Content starts
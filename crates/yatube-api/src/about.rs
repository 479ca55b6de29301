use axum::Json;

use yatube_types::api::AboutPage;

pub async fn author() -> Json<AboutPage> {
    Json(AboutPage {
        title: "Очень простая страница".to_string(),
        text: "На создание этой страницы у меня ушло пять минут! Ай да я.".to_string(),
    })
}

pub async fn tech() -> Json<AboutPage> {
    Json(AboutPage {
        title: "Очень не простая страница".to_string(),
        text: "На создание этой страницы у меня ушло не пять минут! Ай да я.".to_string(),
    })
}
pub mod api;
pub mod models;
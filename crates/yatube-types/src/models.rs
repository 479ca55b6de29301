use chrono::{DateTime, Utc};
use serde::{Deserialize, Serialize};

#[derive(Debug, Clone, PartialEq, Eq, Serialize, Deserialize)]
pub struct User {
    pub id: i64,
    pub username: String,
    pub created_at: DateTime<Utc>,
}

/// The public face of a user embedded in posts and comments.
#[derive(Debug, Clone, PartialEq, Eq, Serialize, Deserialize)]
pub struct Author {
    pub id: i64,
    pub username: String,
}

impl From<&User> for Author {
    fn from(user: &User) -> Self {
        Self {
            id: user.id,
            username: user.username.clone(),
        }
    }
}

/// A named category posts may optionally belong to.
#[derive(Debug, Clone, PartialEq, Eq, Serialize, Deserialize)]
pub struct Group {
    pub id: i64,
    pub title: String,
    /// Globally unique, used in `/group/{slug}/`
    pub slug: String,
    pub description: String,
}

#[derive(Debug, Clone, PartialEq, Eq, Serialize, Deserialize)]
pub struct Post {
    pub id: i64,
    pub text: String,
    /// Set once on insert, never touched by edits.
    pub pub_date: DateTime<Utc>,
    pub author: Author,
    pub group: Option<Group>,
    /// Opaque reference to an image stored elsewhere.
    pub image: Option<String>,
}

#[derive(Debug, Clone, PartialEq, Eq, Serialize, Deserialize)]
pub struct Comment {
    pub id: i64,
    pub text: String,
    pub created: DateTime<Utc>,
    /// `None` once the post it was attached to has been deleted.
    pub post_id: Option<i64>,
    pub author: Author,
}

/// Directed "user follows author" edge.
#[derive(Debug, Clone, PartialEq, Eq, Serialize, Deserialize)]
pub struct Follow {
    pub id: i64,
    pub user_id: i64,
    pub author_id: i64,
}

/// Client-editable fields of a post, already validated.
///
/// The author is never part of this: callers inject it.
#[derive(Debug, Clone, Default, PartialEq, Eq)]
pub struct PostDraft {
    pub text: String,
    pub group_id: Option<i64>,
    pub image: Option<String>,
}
Content ends
- [What is expected]: An exact repetition of all the records above is required.

- [Solved exercise]:
filename crates/yatube-api/src/about.rs
repository 479ca55b6de29301
use axum::Json;

use yatube_types::api::AboutPage;

pub async fn author() -> Json<AboutPage> {
    Json(AboutPage {
        title: "Очень простая страница".to_string(),
        text: "На создание этой страницы у меня ушло пять минут! Ай да я.".to_string(),
    })
}

pub async fn tech() -> Json<AboutPage> {
    Json(AboutPage {
        title: "Очень не простая страница".to_string(),
        text: "На создание этой страницы у меня ушло не пять минут! Ай да я.".to_string(),
    })
}
pub mod api;
pub mod models;
filename crates/yatube-types/src/models.rs
repository 479ca55b6de29301
use chrono::{DateTime, Utc};
use serde::{Deserialize, Serialize};

#[derive(Debug, Clone, PartialEq, Eq, Serialize, Deserialize)]
pub struct User {
    pub id: i64,
    pub username: String,
    pub created_at: DateTime<Utc>,
}

/// The public face of a user embedded in posts and comments.
#[derive(Debug, Clone, PartialEq, Eq, Serialize, Deserialize)]
pub struct Author {
    pub id: i64,
    pub username: String,
}

impl From<&User> for Author {
    fn from(user: &User) -> Self {
        Self {
            id: user.id,
            username: user.username.clone(),
        }
    }
}

/// A named category posts may optionally belong to.
#[derive(Debug, Clone, PartialEq, Eq, Serialize, Deserialize)]
pub struct Group {
    pub id: i64,
    pub title: String,
    /// Globally unique, used in `/group/{slug}/`
    pub slug: String,
    pub description: String,
}

#[derive(Debug, Clone, PartialEq, Eq, Serialize, Deserialize)]
pub struct Post {
    pub id: i64,
    pub text: String,
    /// Set once on insert, never touched by edits.
    pub pub_date: DateTime<Utc>,
    pub author: Author,
    pub group: Option<Group>,
    /// Opaque reference to an image stored elsewhere.
    pub image: Option<String>,
}

#[derive(Debug, Clone, PartialEq, Eq, Serialize, Deserialize)]
pub struct Comment {
    pub id: i64,
    pub text: String,
    pub created: DateTime<Utc>,
    /// `None` once the post it was attached to has been deleted.
    pub post_id: Option<i64>,
    pub author: Author,
}

/// Directed "user follows author" edge.
#[derive(Debug, Clone, PartialEq, Eq, Serialize, Deserialize)]
pub struct Follow {
    pub id: i64,
    pub user_id: i64,
    pub author_id: i64,
}

/// Client-editable fields of a post, already validated.
///
/// The author is never part of this: callers inject it.
#[derive(Debug, Clone, Default, PartialEq, Eq)]
pub struct PostDraft {
    pub text: String,
    pub group_id: Option<i64>,
    pub image: Option<String>,
}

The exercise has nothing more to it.